Robert Bloomfield 1766 (Honington) – 1823 (Shefford)



Dated "Home Wood."

NEIGHBOUR,

When we last met you seemed very lively and agreeable, but you asked an abundance of questions, and particularly wanted to know whether we nightingales really do, as is said of us, cross the great water every year, and return in the spring to sing in your English groves. Now, as I am but young, I must be modest, and not prate about what I cannot as yet understand. I must say, nevertheless, that I never heard my parents talk of any particular long journey which they had performed to reach this country, or that they should return, and take me and the rest of the family with them, at this particular time or season. I know this, that I never saw my parents fly further at one flight than from one side of a field to another or from one grove to the next. Who are they who call us "birds of passage"? They certainly may know more of the extent of the GREAT WATERS than we can, neighbour Wren; but have they considered our powers, and the probability of what they assert?

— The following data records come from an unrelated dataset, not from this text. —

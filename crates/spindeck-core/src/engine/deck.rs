//! DeckPipeline - one deck's complete signal chain
//!
//! transport -> resampler -> tone, rendered as a unit. The pipeline also
//! publishes playback state into a shared `DeckMonitor` after every block,
//! so UI threads poll position and state with relaxed atomic loads instead
//! of registering callbacks into the audio thread.

use std::sync::atomic::{AtomicBool, AtomicU64, Ordering};
use std::sync::Arc;

use basedrop::Shared;

use crate::audio_file::LoadedTrack;
use crate::types::{PlayState, StereoBuffer};

use super::{BlockSource, ResamplingStage, ToneBand, ToneFilterStage, TransportController};

/// Lock-free snapshot of a deck's playback state, written by the audio
/// thread after each block and polled from anywhere.
///
/// f64 values are stored as raw bits in `AtomicU64`; each field is
/// individually consistent, which is all position display needs.
#[derive(Debug, Default)]
pub struct DeckMonitor {
    position_relative: AtomicU64,
    position_seconds: AtomicU64,
    length_seconds: AtomicU64,
    playing: AtomicBool,
    loaded: AtomicBool,
}

impl DeckMonitor {
    /// Playhead as a fraction of track length, [0, 1]
    pub fn position_relative(&self) -> f64 {
        f64::from_bits(self.position_relative.load(Ordering::Relaxed))
    }

    pub fn position_seconds(&self) -> f64 {
        f64::from_bits(self.position_seconds.load(Ordering::Relaxed))
    }

    /// Nominal track length in seconds (unaffected by the speed setting)
    pub fn length_seconds(&self) -> f64 {
        f64::from_bits(self.length_seconds.load(Ordering::Relaxed))
    }

    pub fn is_playing(&self) -> bool {
        self.playing.load(Ordering::Relaxed)
    }

    pub fn is_loaded(&self) -> bool {
        self.loaded.load(Ordering::Relaxed)
    }

    fn publish(&self, transport: &TransportController) {
        self.position_relative
            .store(transport.position_relative().to_bits(), Ordering::Relaxed);
        self.position_seconds
            .store(transport.position_seconds().to_bits(), Ordering::Relaxed);
        self.length_seconds
            .store(transport.length_seconds().to_bits(), Ordering::Relaxed);
        self.playing
            .store(transport.state() == PlayState::Playing, Ordering::Relaxed);
        self.loaded.store(transport.has_track(), Ordering::Relaxed);
    }
}

pub struct DeckPipeline {
    resampler: ResamplingStage<TransportController>,
    tone: ToneFilterStage,
    monitor: Arc<DeckMonitor>,
}

impl DeckPipeline {
    pub fn new() -> Self {
        Self {
            resampler: ResamplingStage::new(TransportController::new()),
            tone: ToneFilterStage::new(),
            monitor: Arc::new(DeckMonitor::default()),
        }
    }

    /// Shared handle for polling this deck's playback state
    pub fn monitor(&self) -> Arc<DeckMonitor> {
        Arc::clone(&self.monitor)
    }

    fn transport(&self) -> &TransportController {
        self.resampler.source()
    }

    fn transport_mut(&mut self) -> &mut TransportController {
        self.resampler.source_mut()
    }

    /// Load a track (or unload with `None`). Resampler history and filter
    /// state are flushed so the old track can't bleed into the new one.
    pub fn load(&mut self, track: Option<Shared<LoadedTrack>>) {
        self.transport_mut().load(track);
        self.resampler.reset_history();
        self.tone.reset();
        self.monitor.publish(self.transport());
    }

    pub fn play(&mut self) {
        self.transport_mut().start();
    }

    pub fn pause(&mut self) {
        self.transport_mut().stop();
    }

    pub fn toggle_play(&mut self) {
        match self.transport().state() {
            PlayState::Playing => self.pause(),
            PlayState::Stopped => self.play(),
        }
    }

    pub fn is_playing(&self) -> bool {
        self.transport().state() == PlayState::Playing
    }

    pub fn set_gain(&mut self, gain: f32) {
        self.transport_mut().set_gain(gain);
    }

    pub fn gain(&self) -> f32 {
        self.transport().gain()
    }

    pub fn set_speed(&mut self, ratio: f64) {
        self.resampler.set_ratio(ratio);
    }

    pub fn speed(&self) -> f64 {
        self.resampler.ratio()
    }

    /// Select the tone band. Requires a loaded track, matching the rest of
    /// the per-track controls.
    pub fn set_tone(&mut self, band: ToneBand) {
        if !self.transport().has_track() {
            log::warn!("deck: tone change with no track loaded, ignored");
            return;
        }
        self.tone.set_band(band);
    }

    pub fn tone(&self) -> ToneBand {
        self.tone.band()
    }

    pub fn seek_seconds(&mut self, seconds: f64) {
        self.transport_mut().set_position_seconds(seconds);
        self.resampler.reset_history();
        self.tone.reset();
        self.monitor.publish(self.transport());
    }

    pub fn seek_relative(&mut self, relative: f64) {
        self.transport_mut().set_position_relative(relative);
        self.resampler.reset_history();
        self.tone.reset();
        self.monitor.publish(self.transport());
    }
}

impl BlockSource for DeckPipeline {
    fn prepare(&mut self, block_size: usize, sample_rate: u32) {
        self.resampler.prepare(block_size, sample_rate);
        self.tone.prepare(sample_rate);
    }

    fn render_block(&mut self, out: &mut StereoBuffer) {
        self.resampler.render_block(out);
        self.tone.process(out);
        self.monitor.publish(self.transport());
    }

    fn release(&mut self) {
        self.resampler.release();
        self.tone.release();
    }
}

impl Default for DeckPipeline {
    fn default() -> Self {
        Self::new()
    }
}

#[cfg(test)]
mod tests {
    use super::*;
    use crate::engine::gc::gc_handle;
    use crate::types::StereoSample;

    fn deck_with_track(value: f32, len: usize) -> DeckPipeline {
        let mut deck = DeckPipeline::new();
        deck.prepare(64, 48000);
        let track = Shared::new(
            &gc_handle(),
            LoadedTrack::from_samples(vec![StereoSample::mono(value); len], 48000),
        );
        deck.load(Some(track));
        deck
    }

    #[test]
    fn empty_deck_renders_silence() {
        let mut deck = DeckPipeline::new();
        deck.prepare(64, 48000);

        let mut out = StereoBuffer::silence(64);
        out.as_mut_slice()[10] = StereoSample::mono(0.8);
        deck.render_block(&mut out);
        assert_eq!(out.peak(), 0.0);
        assert!(!deck.monitor().is_loaded());
    }

    #[test]
    fn tone_requires_a_loaded_track() {
        let mut deck = DeckPipeline::new();
        deck.prepare(64, 48000);

        deck.set_tone(ToneBand::Bass(6.0));
        assert_eq!(deck.tone(), ToneBand::Bypass);

        let mut deck = deck_with_track(0.5, 48000);
        deck.set_tone(ToneBand::Bass(6.0));
        assert_eq!(deck.tone(), ToneBand::Bass(6.0));
    }

    #[test]
    fn toggle_flips_playback_state() {
        let mut deck = deck_with_track(0.5, 48000);
        assert!(!deck.is_playing());

        deck.toggle_play();
        assert!(deck.is_playing());
        deck.toggle_play();
        assert!(!deck.is_playing());
    }

    #[test]
    fn double_speed_consumes_track_twice_as_fast() {
        let mut deck = deck_with_track(0.5, 480_000);
        deck.set_speed(2.0);
        deck.play();

        // Nominal length comes from metadata, not the speed setting
        assert!((deck.monitor().length_seconds() - 10.0).abs() < 1e-9);

        let mut out = StereoBuffer::silence(64);
        for _ in 0..100 {
            deck.render_block(&mut out);
        }

        // 100 blocks of 64 at ratio 2.0: ~12800 track samples consumed.
        // The transport position advances in whole upstream blocks, so allow
        // one block of slack.
        let pos = deck.monitor().position_seconds() * 48000.0;
        assert!(
            (pos - 12800.0).abs() <= 66.0,
            "position {} samples",
            pos
        );
    }

    #[test]
    fn monitor_tracks_position_and_state() {
        let mut deck = deck_with_track(0.5, 48000);
        let monitor = deck.monitor();
        assert!(monitor.is_loaded());
        assert!((monitor.length_seconds() - 1.0).abs() < 1e-9);

        deck.play();
        let mut out = StereoBuffer::silence(64);
        deck.render_block(&mut out);
        assert!(monitor.is_playing());
        assert!(monitor.position_seconds() > 0.0);

        deck.seek_relative(0.5);
        assert!((monitor.position_relative() - 0.5).abs() < 1e-3);

        deck.load(None);
        assert!(!monitor.is_loaded());
        assert_eq!(monitor.position_seconds(), 0.0);
    }
}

I am sure, if my parents should call on me to go with them, I shall be flurried out of my life. But it is my business to obey. I have so lately got my feathers, that I cannot be a proper judge of the matter. As to the swallows and many other birds going to a vast distance, there is no wonder in that, if you look at their wings; but how would you, for instance, perform such a journey - you who, even when you sing, put yourself into a violent passion, as if you had not a minute to live? We nightingales are the birds for song. This you will acknowledge, I dare say, though I have not begun yet. I will give you a specimen when I come back (if I am really to go), and you will hear me in "Home Wood" when it is dark, and you have crept into your little nest in the hovel.



Believe me, I have a great respect for you, and am your young friend,

THIRD-IN-THE-NEST.

Cowper, that excellent man and poet, and close observer of nature, writes as follows to his friend, on the 11th of March, 1792: -

"TO JOHN JOHNSON, ESQ.

"You talk of primroses that you pulled on Candlemas Day, but what think you of me, who heard a nightingale on New Year's Day? Perhaps I am the only man in England who can boast of such good fortune. Good indeed! for if was at all an omen, it could not be an unfavourable one. The winter, however, is now making himself amends, and seems the more peevish for having been encroached on at so undue a season. Nothing less than a large slice out of the spring will satisfy him."

He adds the following lines on the occasion: -

"TO THE NIGHTINGALE, WHICH THE AUTHOR HEARD SING ON NEW YEAR'S DAY, 1792.

"Whence is it that amazed I hear
From yonder wither'd spray,
This foremost morn of all the year,
The melody of May?

"And why, since thousands would be proud
Of such a favour shown,
Am I selected from the crowd,
To witness it alone?

"Sing'st thou, sweet Philomel, to me,
For that I also long
Have practised in the groves like thee,
Though not like thee in song?

"Or, sing'st thou rather under force
Of some divine command,
Commissioned to presage a course
Of happier days at hand?

"Thrice welcome then! for many a long
And joyless year have I,
As thou to-day, put forth my song
Beneath a wintry sky.

"But thee no wintry skies can harm,
Who only need'st to sing
To make e'en January charm,
And every season spring.

R.B."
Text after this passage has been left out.